Friday, July 22, 2016

Designed in America: Part Four

The Rise of Shimano

When IBM was developing its groundbreaking personal computer, the IBM PC, it turned to a relative newcomer in the business, Microsoft, to provide the PC's operating system. In the negotiations with IBM, Microsoft's young entrepreneur Bill Gates made what probably seemed to be an odd but benign request. He wanted to retain the rights to the software. IBM likely figured that the real potential for profit was in the computers themselves - the hardware, not the software - so they allowed Gates' request. I can just picture the IBM executives shrugging, "Sure, kid. Why not."

As we now know, Gates saw the future, and his MS-DOS, and later Windows operating systems, would come to control roughly 90% of the world's personal computers. Since the '80s, the term "PC" has become just a generic term for any computer that runs a Microsoft operating system, regardless of whatever brand name is on the case, as opposed to, say, a "Mac." (Trivial disclosure. This blog is composed on a Mac).

The bicycle industry has its own version of Microsoft, a company that has grown to such a position of dominance that their components have become more important than the name on the bike. Obviously, the Microsoft (or the Intel, or the 800 lb. gorilla) of the bicycle industry is Shimano.

In the previous installments of the Designed in America series, I've mostly discussed the loss of American bike manufacturing, and in that specific context, the rise of Shimano may seem less important than some of the other factors already described.
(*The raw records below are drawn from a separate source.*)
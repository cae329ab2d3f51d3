//! Purpose: Human-oriented rendering of decoded records and the schema layout.
//! Exports: `render_record`, `render_layout`.
//! Role: Default output of `init6 decode` / `init6 layout`.
//! Invariants: Every leaf is printed as `name:` followed by an indented hex dump.
//! Invariants: ANSI escapes appear only when colour is explicitly enabled.

use init6::api::{LayoutEntry, Record, Value, hexdump};

use crate::field_filter::FieldFilter;

const INDENT: &str = "  ";
const COLOR_LABEL: &str = "36";
const COLOR_META: &str = "90";

pub(crate) fn render_record(record: &Record, filter: &FieldFilter, use_color: bool) -> String {
    let mut out = String::new();
    write_fields(record, "", 0, filter, use_color, &mut out);
    out
}

fn write_fields(
    record: &Record,
    prefix: &str,
    depth: usize,
    filter: &FieldFilter,
    use_color: bool,
    out: &mut String,
) {
    for field in record {
        let path = if prefix.is_empty() {
            field.name().to_string()
        } else {
            format!("{prefix}.{}", field.name())
        };
        if !filter.selects(&path) {
            continue;
        }

        push_indent(depth, out);
        push_colored(&format!("{}:", field.name()), COLOR_LABEL, use_color, out);
        out.push(' ');
        push_colored(
            &format!(
                "({}, offset {}, {} bytes)",
                field.value().kind_label(),
                field.offset(),
                field.len()
            ),
            COLOR_META,
            use_color,
            out,
        );
        out.push('\n');

        match field.value() {
            Value::Nested(child) => write_fields(child, &path, depth + 1, filter, use_color, out),
            leaf => {
                let bytes = leaf.as_bytes().unwrap_or_default();
                for line in hexdump::dump(bytes).lines() {
                    push_indent(depth + 1, out);
                    out.push_str(line);
                    out.push('\n');
                }
            }
        }
    }
}

pub(crate) fn render_layout(entries: &[LayoutEntry]) -> String {
    let mut out = String::new();
    out.push_str(&format!("{:<8} {:<8} {:<10} {}\n", "OFFSET", "LEN", "KIND", "FIELD"));
    for entry in entries {
        let len = entry
            .len
            .map(|len| len.to_string())
            .unwrap_or_else(|| "*".to_string());
        out.push_str(&format!(
            "{:<8} {:<8} {:<10} {}{}\n",
            entry.offset,
            len,
            entry.kind,
            INDENT.repeat(entry.depth),
            entry.path
        ));
    }
    out
}

fn push_indent(level: usize, out: &mut String) {
    for _ in 0..level {
        out.push_str(INDENT);
    }
}

fn push_colored(text: &str, color: &str, use_color: bool, out: &mut String) {
    if !use_color {
        out.push_str(text);
        return;
    }
    out.push_str("\u{1b}[");
    out.push_str(color);
    out.push('m');
    out.push_str(text);
    out.push_str("\u{1b}[0m");
}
Shimano only makes components, and America never really had much of a bicycle component industry -- at least not for lightweight, multi-speed bikes. But Shimano's dominance came at the expense of most European component makers, and their rise hastened and facilitated the shift of the center of the world's bicycle industry to Asia.

Up through the 1950s, Japanese component makers, Maeda Industries (aka SunTour) and Shimano, were both almost entirely focused on bicycle parts for their home market. But in the '60s, they were looking to expand into lucrative Western markets. Early offerings from both companies were mostly inexpensive knockoffs of European components. French designs were a typical source. By mid decade, both companies began to innovate, and one of the most influential of the Japanese innovations was SunTour's slant-parallelogram derailleur of 1964, the design of which would become the basis of all modern derailleurs. That patent-protected design gave SunTour an early edge against Shimano, but both companies still needed some help breaking out of the Japanese market.

It just so happens that, once again, the American giant Schwinn would play a significant role in helping Shimano establish itself in the U.S., though it didn't begin there. The American company that first gave Shimano a foot in the door was Westfield Mfg. - better known as Columbia.

According to Frank Berto's The Dancing Chain, the Western Auto Supply chain, which did considerable sales in bicycles in the '50s and '60s (some older readers may recall the Western Flyer brand of bikes. Yeah - that's them), imported Raleigh 3-speeds from England for their lightweight line. In the early 60's, Raleigh cut off their relationship with Western Auto, leaving the auto parts chain scrambling to find a replacement supplier. Westfield/Columbia stepped up. They couldn't make a profit if they equipped their bikes with Sturmey-Archer 3-speed hubs (Raleigh owned S-A, and got the hubs at well-below market value), so the company looked to Japan. Westfield's president, Norman Clarke, was practically given a hero's welcome when he arrived in Japan. One of the many parts contracts he came back with was for Shimano 3-speed hubs, at roughly half the price of Sturmey-Archer.  Shimano's 3-speed hubs, named the 3.3.3, had cold-forged internals, making them light and durable.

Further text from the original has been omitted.